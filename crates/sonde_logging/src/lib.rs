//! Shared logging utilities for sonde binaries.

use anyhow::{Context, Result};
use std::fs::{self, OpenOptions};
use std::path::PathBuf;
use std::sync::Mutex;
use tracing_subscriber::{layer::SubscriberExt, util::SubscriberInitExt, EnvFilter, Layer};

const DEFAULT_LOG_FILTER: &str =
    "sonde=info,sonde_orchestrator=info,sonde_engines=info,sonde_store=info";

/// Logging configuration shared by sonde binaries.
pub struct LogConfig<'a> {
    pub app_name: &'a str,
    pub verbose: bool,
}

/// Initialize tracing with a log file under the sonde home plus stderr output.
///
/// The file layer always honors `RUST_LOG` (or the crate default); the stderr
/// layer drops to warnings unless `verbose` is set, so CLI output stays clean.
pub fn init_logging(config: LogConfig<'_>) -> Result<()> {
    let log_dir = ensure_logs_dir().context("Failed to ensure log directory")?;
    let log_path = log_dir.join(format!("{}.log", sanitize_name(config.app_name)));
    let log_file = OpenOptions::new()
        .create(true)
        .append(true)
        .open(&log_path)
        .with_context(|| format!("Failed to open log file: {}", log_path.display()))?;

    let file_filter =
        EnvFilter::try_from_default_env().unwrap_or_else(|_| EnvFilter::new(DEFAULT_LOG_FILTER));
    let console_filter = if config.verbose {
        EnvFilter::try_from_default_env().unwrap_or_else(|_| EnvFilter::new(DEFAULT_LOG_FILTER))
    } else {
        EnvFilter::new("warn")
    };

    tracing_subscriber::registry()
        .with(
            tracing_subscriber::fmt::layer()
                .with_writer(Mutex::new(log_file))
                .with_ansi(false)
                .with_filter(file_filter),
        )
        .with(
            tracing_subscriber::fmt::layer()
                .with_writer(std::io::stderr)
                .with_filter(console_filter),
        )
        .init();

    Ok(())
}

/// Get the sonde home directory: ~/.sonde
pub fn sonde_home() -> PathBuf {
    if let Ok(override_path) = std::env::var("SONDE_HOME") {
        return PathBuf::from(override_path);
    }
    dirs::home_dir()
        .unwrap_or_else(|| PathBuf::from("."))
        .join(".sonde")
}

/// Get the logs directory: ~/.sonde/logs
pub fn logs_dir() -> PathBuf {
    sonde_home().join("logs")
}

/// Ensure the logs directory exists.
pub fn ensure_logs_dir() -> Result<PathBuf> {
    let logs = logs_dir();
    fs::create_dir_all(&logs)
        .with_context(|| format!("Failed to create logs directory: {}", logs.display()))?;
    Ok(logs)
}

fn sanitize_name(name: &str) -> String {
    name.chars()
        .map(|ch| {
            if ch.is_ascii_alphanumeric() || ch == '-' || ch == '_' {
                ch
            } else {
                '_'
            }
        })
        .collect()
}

==

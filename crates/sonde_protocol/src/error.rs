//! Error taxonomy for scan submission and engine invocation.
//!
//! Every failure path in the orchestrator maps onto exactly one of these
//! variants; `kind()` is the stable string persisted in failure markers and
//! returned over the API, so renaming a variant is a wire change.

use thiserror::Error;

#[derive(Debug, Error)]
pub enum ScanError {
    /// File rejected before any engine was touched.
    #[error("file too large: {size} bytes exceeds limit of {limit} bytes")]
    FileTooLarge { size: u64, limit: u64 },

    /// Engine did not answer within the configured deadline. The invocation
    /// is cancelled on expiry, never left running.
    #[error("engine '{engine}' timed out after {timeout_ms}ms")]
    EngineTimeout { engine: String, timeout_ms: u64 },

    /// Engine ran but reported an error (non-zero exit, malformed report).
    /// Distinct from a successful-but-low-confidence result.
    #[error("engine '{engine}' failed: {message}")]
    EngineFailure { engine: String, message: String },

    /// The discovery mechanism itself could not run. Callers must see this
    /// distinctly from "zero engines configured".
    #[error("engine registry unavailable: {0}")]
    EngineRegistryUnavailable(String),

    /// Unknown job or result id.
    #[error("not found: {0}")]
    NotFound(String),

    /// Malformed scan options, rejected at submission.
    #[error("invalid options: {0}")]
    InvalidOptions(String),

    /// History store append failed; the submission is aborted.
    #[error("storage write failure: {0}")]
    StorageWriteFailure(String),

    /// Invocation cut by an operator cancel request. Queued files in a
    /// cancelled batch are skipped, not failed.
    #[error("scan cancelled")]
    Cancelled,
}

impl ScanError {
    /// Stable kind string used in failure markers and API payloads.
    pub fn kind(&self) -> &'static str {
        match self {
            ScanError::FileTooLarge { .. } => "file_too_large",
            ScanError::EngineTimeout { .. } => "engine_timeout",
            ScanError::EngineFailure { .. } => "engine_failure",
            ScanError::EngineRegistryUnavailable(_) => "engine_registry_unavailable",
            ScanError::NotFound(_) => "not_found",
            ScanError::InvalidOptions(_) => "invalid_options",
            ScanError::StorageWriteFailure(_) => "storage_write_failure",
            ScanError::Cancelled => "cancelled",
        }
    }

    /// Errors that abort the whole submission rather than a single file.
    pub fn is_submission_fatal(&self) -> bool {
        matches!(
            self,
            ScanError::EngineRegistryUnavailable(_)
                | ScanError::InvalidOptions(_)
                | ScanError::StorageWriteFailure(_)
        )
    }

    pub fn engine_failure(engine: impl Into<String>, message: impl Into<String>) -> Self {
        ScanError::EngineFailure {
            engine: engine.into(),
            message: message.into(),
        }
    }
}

Task statement
After locating the line holding "engine was touched." above, output exactly that line and every line after it through the line holding "deadline. The invocation". Include nothing else.

Written answer
    /// File rejected before any engine was touched.
    #[error("file too large: {size} bytes exceeds limit of {limit} bytes")]
    FileTooLarge { size: u64, limit: u64 },

    /// Engine did not answer within the configured deadline. The invocation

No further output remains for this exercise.